(Stored data)
══════

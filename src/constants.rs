// Collaborators
pub const DEFAULT_VIACEP_URL: &str = "https://viacep.com.br/ws";
pub const DEFAULT_BACKEND_URL: &str = "http://localhost:8080/api";
pub const REGISTRATION_PATH: &str = "usuarios";

// Timing
pub const DEFAULT_API_TIMEOUT_MS: u64 = 5000;
pub const DEFAULT_RESET_DELAY_MS: u64 = 2000;

// Environment keys
pub const ENV_VIACEP_URL: &str = "CADASTRO_VIACEP_URL";
pub const ENV_BACKEND_URL: &str = "CADASTRO_BACKEND_URL";
pub const ENV_API_TIMEOUT_MS: &str = "CADASTRO_API_TIMEOUT_MS";
pub const ENV_RESET_DELAY_MS: &str = "CADASTRO_RESET_DELAY_MS";
pub const ENV_LOG_FORMAT: &str = "CADASTRO_LOG_FORMAT";

// Postal lookup
pub const POSTAL_CODE_DIGITS: usize = 8;
pub const MESSAGE_CEP_INVALID: &str = "CEP inválido. Por favor, insira um CEP com 8 dígitos.";
pub const MESSAGE_CEP_NOT_FOUND: &str = "CEP não encontrado. Por favor, verifique o número.";
pub const MESSAGE_CEP_FOUND: &str = "Endereço encontrado com sucesso!";
pub const MESSAGE_CEP_TRANSPORT: &str =
    "Erro ao buscar CEP. Verifique sua conexão e tente novamente.";

// Submission
pub const MESSAGE_REGISTRATION_SUCCESS: &str = "Cadastro realizado com sucesso! ID: ";
pub const MESSAGE_REGISTRATION_FAILED: &str = "Erro ao cadastrar usuário. Tente novamente.";
pub const MESSAGE_SERVER_ERROR: &str = "Erro no servidor. Tente novamente mais tarde.";
pub const MESSAGE_TIMEOUT: &str = "Tempo limite excedido. Verifique sua conexão.";
pub const REJECTION_AGGREGATE_KEY: &str = "erro";
pub const REJECTION_SEPARATOR: &str = ", ";

// Field messages
pub const MESSAGE_NOME_REQUIRED: &str = "Nome é obrigatório";
pub const MESSAGE_NOME_MIN_LENGTH: &str = "Nome deve ter no mínimo 3 caracteres";
pub const MESSAGE_NOME_PATTERN: &str = "Nome deve conter apenas letras";
pub const MESSAGE_SOBRENOME_REQUIRED: &str = "Sobrenome é obrigatório";
pub const MESSAGE_SOBRENOME_MIN_LENGTH: &str = "Sobrenome deve ter no mínimo 3 caracteres";
pub const MESSAGE_SOBRENOME_PATTERN: &str = "Sobrenome deve conter apenas letras";
pub const MESSAGE_EMAIL_REQUIRED: &str = "Email é obrigatório";
pub const MESSAGE_EMAIL_PATTERN: &str = "Por favor, insira um email válido";
pub const MESSAGE_SENHA_REQUIRED: &str = "Senha é obrigatória";
pub const MESSAGE_SENHA_MIN_LENGTH: &str = "Senha deve ter no mínimo 6 caracteres";
pub const MESSAGE_CEP_REQUIRED: &str = "CEP é obrigatório";
pub const MESSAGE_CEP_PATTERN: &str = "CEP deve estar no formato 00000-000";
pub const MESSAGE_RUA_REQUIRED: &str = "Rua é obrigatória";
pub const MESSAGE_RUA_MIN_LENGTH: &str = "Rua deve ter no mínimo 3 caracteres";
pub const MESSAGE_NUMERO_REQUIRED: &str = "Número é obrigatório";
pub const MESSAGE_NUMERO_PATTERN: &str = "Número deve conter apenas dígitos";
pub const MESSAGE_BAIRRO_REQUIRED: &str = "Bairro é obrigatório";
pub const MESSAGE_BAIRRO_MIN_LENGTH: &str = "Bairro deve ter no mínimo 2 caracteres";
pub const MESSAGE_CIDADE_REQUIRED: &str = "Cidade é obrigatória";
pub const MESSAGE_CIDADE_MIN_LENGTH: &str = "Cidade deve ter no mínimo 2 caracteres";
pub const MESSAGE_ESTADO_REQUIRED: &str = "Estado é obrigatório";
pub const MESSAGE_ESTADO_PATTERN: &str = "Estado deve ser a sigla (ex: SP, RJ, MG)";

// Patterns
pub const PATTERN_NAME: &str = r"^[a-zA-ZáéíóúãõâêôçÁÉÍÓÚÃÕÂÊÔÇ\s]+$";
pub const PATTERN_EMAIL: &str = r"^[^@\s]+@[^@\s]+\.[^@\s]+$";
pub const PATTERN_CEP: &str = r"^[0-9]{5}-?[0-9]{3}$";
pub const PATTERN_DIGITS: &str = r"^[0-9]+$";
pub const PATTERN_UF: &str = r"^[A-Z]{2}$";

══════

Print exactly the lines above, between the one holding "pub const MESSAGE_CEP_INVALID: &str" and the one holding "pub const MESSAGE_EMAIL_REQUIRED: &str", inclusive, and nothing besides.

pub const MESSAGE_CEP_INVALID: &str = "CEP inválido. Por favor, insira um CEP com 8 dígitos.";
pub const MESSAGE_CEP_NOT_FOUND: &str = "CEP não encontrado. Por favor, verifique o número.";
pub const MESSAGE_CEP_FOUND: &str = "Endereço encontrado com sucesso!";
pub const MESSAGE_CEP_TRANSPORT: &str =
    "Erro ao buscar CEP. Verifique sua conexão e tente novamente.";

// Submission
pub const MESSAGE_REGISTRATION_SUCCESS: &str = "Cadastro realizado com sucesso! ID: ";
pub const MESSAGE_REGISTRATION_FAILED: &str = "Erro ao cadastrar usuário. Tente novamente.";
pub const MESSAGE_SERVER_ERROR: &str = "Erro no servidor. Tente novamente mais tarde.";
pub const MESSAGE_TIMEOUT: &str = "Tempo limite excedido. Verifique sua conexão.";
pub const REJECTION_AGGREGATE_KEY: &str = "erro";
pub const REJECTION_SEPARATOR: &str = ", ";

// Field messages
pub const MESSAGE_NOME_REQUIRED: &str = "Nome é obrigatório";
pub const MESSAGE_NOME_MIN_LENGTH: &str = "Nome deve ter no mínimo 3 caracteres";
pub const MESSAGE_NOME_PATTERN: &str = "Nome deve conter apenas letras";
pub const MESSAGE_SOBRENOME_REQUIRED: &str = "Sobrenome é obrigatório";
pub const MESSAGE_SOBRENOME_MIN_LENGTH: &str = "Sobrenome deve ter no mínimo 3 caracteres";
pub const MESSAGE_SOBRENOME_PATTERN: &str = "Sobrenome deve conter apenas letras";
pub const MESSAGE_EMAIL_REQUIRED: &str = "Email é obrigatório";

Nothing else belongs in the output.